Australasian College for Emergency Medicine

Recommendations from the Australasian College for Emergency Medicine on CT scans for head injury and renal colic, end-of-life care in emergency departments, cervical spine (neck) imaging and coagulation studies. ACEM is the not-for-profit organisation responsible for training emergency physicians and advancing professional standards in emergency medicine in Australia and New Zealand.


Avoid requesting computed tomography (CT) imaging of kidneys, ureters and bladder (KUB) in otherwise healthy emergency department patients, age <50 years, with a known history of kidney stones, presenting with symptoms and signs consistent with uncomplicated renal colic.

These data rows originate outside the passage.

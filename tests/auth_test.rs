use std::{sync::Arc, time::Duration};

use chrono::Utc;
use mockito::Matcher;

use artistpulse::spotify::auth::{AuthError, CredentialManager};
use artistpulse::types::Credential;

// Helper to build a manager pointed at a mock token endpoint
fn manager(server_url: &str) -> CredentialManager {
    CredentialManager::new("test-client", "test-secret", &format!("{}/api/token", server_url))
        .unwrap()
}

// Helper to build a token endpoint response body
fn token_body(token: &str, expires_in: i64) -> String {
    format!(
        r#"{{"access_token":"{}","token_type":"Bearer","expires_in":{}}}"#,
        token, expires_in
    )
}

#[test]
fn test_credential_validity_boundaries() {
    let margin = chrono::Duration::seconds(60);
    let cred = Credential {
        access_token: "abc".to_string(),
        expires_at: 1_000,
    };

    // Strictly more than a margin of lifetime left
    assert!(cred.is_valid(margin, 939));

    // Exactly a margin left counts as expired
    assert!(!cred.is_valid(margin, 940));

    // Past expiry
    assert!(!cred.is_valid(margin, 2_000));

    // A zero margin only requires any lifetime at all
    assert!(cred.is_valid(chrono::Duration::seconds(0), 999));
    assert!(!cred.is_valid(chrono::Duration::seconds(0), 1_000));
}

#[tokio::test]
async fn test_first_call_exchanges_then_caches() {
    let mut server = mockito::Server::new_async().await;
    let mock = server
        .mock("POST", "/api/token")
        .match_header("authorization", Matcher::Regex("^Basic ".to_string()))
        .match_body("grant_type=client_credentials")
        .with_status(200)
        .with_header("content-type", "application/json")
        .with_body(token_body("abc", 3600))
        .expect(1)
        .create_async()
        .await;

    let manager = manager(&server.url());

    // First call performs exactly one exchange
    assert_eq!(manager.get_token().await.unwrap(), "abc");

    // Second call within the validity window is served from cache
    assert_eq!(manager.get_token().await.unwrap(), "abc");

    mock.assert_async().await;
}

#[tokio::test]
async fn test_returned_token_has_margin_of_validity_left() {
    let mut server = mockito::Server::new_async().await;
    let _mock = server
        .mock("POST", "/api/token")
        .with_status(200)
        .with_body(token_body("abc", 3600))
        .create_async()
        .await;

    let manager = manager(&server.url());
    manager.get_token().await.unwrap();

    let cred = manager.credential().await.unwrap();
    assert_eq!(cred.access_token, "abc");
    assert!(cred.is_valid(chrono::Duration::seconds(60), Utc::now().timestamp()));

    // expires_at is consistent with the advertised lifetime
    let now = Utc::now().timestamp();
    assert!(cred.expires_at > now + 3500 && cred.expires_at <= now + 3700);
}

#[tokio::test]
async fn test_short_lived_token_degrades_to_exchange_per_call() {
    let mut server = mockito::Server::new_async().await;
    // expires_in below the 60s renewal margin: the token is cached but can
    // never satisfy the validity check
    let mock = server
        .mock("POST", "/api/token")
        .with_status(200)
        .with_body(token_body("abc", 30))
        .expect(2)
        .create_async()
        .await;

    let manager = manager(&server.url());

    // Every call still succeeds, at the cost of one exchange each
    assert_eq!(manager.get_token().await.unwrap(), "abc");
    assert_eq!(manager.get_token().await.unwrap(), "abc");

    mock.assert_async().await;
}

#[tokio::test]
async fn test_short_lived_token_is_cached_under_smaller_margin() {
    let mut server = mockito::Server::new_async().await;
    let mock = server
        .mock("POST", "/api/token")
        .with_status(200)
        .with_body(token_body("abc", 30))
        .expect(1)
        .create_async()
        .await;

    let manager = CredentialManager::new(
        "test-client",
        "test-secret",
        &format!("{}/api/token", server.url()),
    )
    .unwrap()
    .with_renewal_margin(chrono::Duration::seconds(0));

    assert_eq!(manager.get_token().await.unwrap(), "abc");
    assert_eq!(manager.get_token().await.unwrap(), "abc");

    mock.assert_async().await;
}

#[tokio::test]
async fn test_rejected_exchange_surfaces_status_and_body() {
    let mut server = mockito::Server::new_async().await;
    let _mock = server
        .mock("POST", "/api/token")
        .with_status(401)
        .with_body(r#"{"error": "invalid_client"}"#)
        .create_async()
        .await;

    let manager = manager(&server.url());

    match manager.get_token().await {
        Err(AuthError::Exchange { status, body }) => {
            assert_eq!(status.as_u16(), 401);
            assert!(body.contains("invalid_client"));
        }
        other => panic!("expected exchange error, got {:?}", other.map(|_| ())),
    }

    // Nothing was cached from the failed exchange
    assert!(manager.credential().await.is_none());
}

#[tokio::test]
async fn test_malformed_success_response_is_an_exchange_error() {
    let mut server = mockito::Server::new_async().await;
    let _mock = server
        .mock("POST", "/api/token")
        .with_status(200)
        .with_body("{}")
        .create_async()
        .await;

    let manager = manager(&server.url());

    match manager.renew().await {
        Err(AuthError::Exchange { status, .. }) => assert_eq!(status.as_u16(), 200),
        other => panic!("expected exchange error, got {:?}", other.map(|_| ())),
    }
    assert!(manager.credential().await.is_none());

    // Missing expires_in is just as malformed as a missing token
    let _mock = server
        .mock("POST", "/api/token")
        .with_status(200)
        .with_body(r#"{"access_token": "abc"}"#)
        .create_async()
        .await;

    assert!(matches!(
        manager.renew().await,
        Err(AuthError::Exchange { .. })
    ));
    assert!(manager.credential().await.is_none());
}

#[tokio::test]
async fn test_failed_renewal_leaves_previous_credential_usable() {
    let mut server = mockito::Server::new_async().await;
    let ok_mock = server
        .mock("POST", "/api/token")
        .with_status(200)
        .with_body(token_body("abc", 3600))
        .expect(1)
        .create_async()
        .await;

    let manager = manager(&server.url());
    assert_eq!(manager.get_token().await.unwrap(), "abc");

    // Endpoint starts rejecting; a forced renewal fails...
    ok_mock.remove_async().await;
    let _reject = server
        .mock("POST", "/api/token")
        .with_status(503)
        .with_body("upstream unavailable")
        .create_async()
        .await;

    assert!(matches!(
        manager.renew().await,
        Err(AuthError::Exchange { .. })
    ));

    // ...but the previously cached, still-valid token keeps serving
    assert_eq!(manager.get_token().await.unwrap(), "abc");
}

#[tokio::test]
async fn test_renew_replaces_credential_atomically() {
    let mut server = mockito::Server::new_async().await;
    let first = server
        .mock("POST", "/api/token")
        .with_status(200)
        .with_body(token_body("first", 3600))
        .create_async()
        .await;

    let manager = manager(&server.url());
    assert_eq!(manager.get_token().await.unwrap(), "first");

    first.remove_async().await;
    let _second = server
        .mock("POST", "/api/token")
        .with_status(200)
        .with_body(token_body("second", 7200))
        .create_async()
        .await;

    assert_eq!(manager.renew().await.unwrap(), "second");

    // Token and expiry moved together: no mixed credential observable
    let cred = manager.credential().await.unwrap();
    let now = Utc::now().timestamp();
    assert_eq!(cred.access_token, "second");
    assert!(cred.expires_at > now + 7100 && cred.expires_at <= now + 7300);
}

#[test]
fn test_empty_credentials_fail_construction_without_network() {
    // No server exists at this address; construction must fail first
    match CredentialManager::new("", "secret", "http://127.0.0.1:1/api/token") {
        Err(AuthError::Configuration(msg)) => assert!(msg.contains("client_id")),
        _ => panic!("expected configuration error"),
    }

    match CredentialManager::new("client", "   ", "http://127.0.0.1:1/api/token") {
        Err(AuthError::Configuration(msg)) => assert!(msg.contains("client_secret")),
        _ => panic!("expected configuration error"),
    }
}

#[tokio::test]
async fn test_unreachable_endpoint_is_a_network_error() {
    // Nothing listens on this port
    let manager =
        CredentialManager::new("test-client", "test-secret", "http://127.0.0.1:9/api/token")
            .unwrap();

    assert!(matches!(
        manager.get_token().await,
        Err(AuthError::Network(_))
    ));
    assert!(manager.credential().await.is_none());
}

#[tokio::test]
async fn test_slow_endpoint_hits_request_timeout() {
    let mut server = mockito::Server::new_async().await;
    let body = token_body("abc", 3600).into_bytes();
    let _mock = server
        .mock("POST", "/api/token")
        .with_status(200)
        .with_body_from_request(move |_| {
            std::thread::sleep(Duration::from_millis(500));
            body.clone()
        })
        .create_async()
        .await;

    let manager = CredentialManager::new(
        "test-client",
        "test-secret",
        &format!("{}/api/token", server.url()),
    )
    .unwrap()
    .with_request_timeout(Duration::from_millis(100));

    assert!(matches!(
        manager.get_token().await,
        Err(AuthError::Network(_))
    ));
}

#[tokio::test]
async fn test_concurrent_callers_share_a_single_exchange() {
    let mut server = mockito::Server::new_async().await;
    let body = token_body("racer", 3600).into_bytes();
    // Slow endpoint: widens the race window so all callers pile up on the
    // renewal before it completes
    let mock = server
        .mock("POST", "/api/token")
        .with_status(200)
        .with_body_from_request(move |_| {
            std::thread::sleep(Duration::from_millis(200));
            body.clone()
        })
        .expect(1)
        .create_async()
        .await;

    let manager = Arc::new(manager(&server.url()));

    let mut handles = Vec::new();
    for _ in 0..10 {
        let mgr = Arc::clone(&manager);
        handles.push(tokio::spawn(async move { mgr.get_token().await }));
    }

    for handle in handles {
        let token = handle.await.unwrap().unwrap();
        assert_eq!(token, "racer");
    }

    // Exactly one exchange served all ten callers
    mock.assert_async().await;

    // Final cached state is consistent and valid
    let cred = manager.credential().await.unwrap();
    assert_eq!(cred.access_token, "racer");
    assert!(cred.is_valid(chrono::Duration::seconds(60), Utc::now().timestamp()));
}
use std::time::Duration;

use chrono::{FixedOffset, NaiveDate, Utc};

// São Paulo has been fixed at UTC-3 since DST was abolished in 2019.
const SAO_PAULO_OFFSET_SECS: i32 = -3 * 3600;

/// Today's snapshot date, formatted `YYYY-MM-DD` in the America/Sao_Paulo
/// timezone. The job is scheduled against Brazilian calendar days, so the
/// date boundary follows that zone rather than UTC.
pub fn snapshot_date() -> String {
    let offset = FixedOffset::east_opt(SAO_PAULO_OFFSET_SECS).unwrap();
    Utc::now()
        .with_timezone(&offset)
        .format("%Y-%m-%d")
        .to_string()
}

/// Resolves an optional `YYYY-MM-DD` override into a snapshot date string,
/// falling back to today's snapshot date when absent or unparseable.
pub fn resolve_snapshot_date(date: Option<String>) -> String {
    match date {
        Some(date_str) => match NaiveDate::parse_from_str(&date_str, "%Y-%m-%d") {
            Ok(parsed) => parsed.format("%Y-%m-%d").to_string(),
            Err(_) => snapshot_date(),
        },
        None => snapshot_date(),
    }
}

/// Builds the object-store destination path for a snapshot, e.g.
/// `bronze/artists/2025-11-06/snapshot.json`.
pub fn snapshot_destination(category: &str, date: &str) -> String {
    format!("bronze/{category}/{date}/snapshot.json")
}

/// Delay before retry `attempt` (1-based): the base delay doubled per
/// completed attempt.
pub fn backoff_delay(attempt: u32, base: Duration) -> Duration {
    base * 2u32.saturating_pow(attempt.saturating_sub(1))
}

Date reviewed: 22 April 2015

Acute flank pain due to suspected renal colic is a common clinical presentation in the emergency department. While a CT-KUB allows a rapid, contrast-free diagnosis of kidney stones, it is a high ionizing-radiation technique. Younger patients with typical renal colic pain that remits spontaneously, or with analgesia, and have no features on history, examination or laboratory investigations that suggest complicated renal stones or a serious alternate diagnosis can be managed without repeated imaging. Concerning features include fever, features of urinary tract infection, lack of haematuria, ongoing high analgesia requirements, or palpable abdominal mass.

Supporting evidence
  • Moore CL, Bomann S, Daniels B, Luty S, Molinaro A, Singh D, Gross CP. Derivation and validation of a clinical prediction rule for uncomplicated ureteral stone—the STONE score: retrospective and prospective observational cohort studies. BMJ. 2014;348:g2191.
  • Katz SI, Saluja S, Brink JA, Forman HP. Radiation dose associated with unenhanced CT for suspected renal colic: impact of repetitive studies. Am J Roentolog. 2006;186(4):1120-4.
  • Patatas K, Panditaratne N, Wah TM, Weston MJ, Irving HC. 2012. Emergency department imaging protocol for suspected acute renal colic: re-evaluating our service. Emergency. 2014;85(1016).
  • Broder J, Bowen J, Lohr J, Babcock A, Yoon J. Cumulative CT exposures in emergency department patients evaluated for suspected renal colic. J Emerg Med. 2007;33(2):161-8.
  • Smith-Bindman R, Aubin C, Bailitz, J, Bengiamin, RN, Camargo CA Jr, Corbo J, Dean AJ, Goldstein RB, Griffey RT, Jay GD, Kang TL, Kriesel DR, Ma OJ, Mallin M, Manson, W, Melnikow J, Miglioretti DL, Miller, SK, Mills LD, Miner JR, Moghadassi M, Noble VE, Press GM, Stoller ML, Valencia VE, Wang J, Wang RC, Cummings SR. Ultrasonography versus computed tomography for suspected nephrolithiasis. N Engl J Med. 2014. 371:12.
How this list was made How this list was made

A Choosing Wisely Working Group of 9 emergency physicians identified an initial list of 10 potential items. All ACEM members were able to provide feedback on these items and suggest other issues for consideration. This feedback informed Working Group refinement of the initial list into 8 recommendations. Evidence reviews were then completed for each recommendation. These evidence reviews, frequency of use in ED, risks/benefit to patient and cost were used as criteria for Working Group member voting in order to determine the final 6 recommendations. These recommendations have been endorsed by ACEM's Council of Advocacy, Practice and Partnerships.

Following identification of two common recommendations with the Royal Australian and New Zealand College of Radiologists, it was agreed by both Colleges to jointly present these items.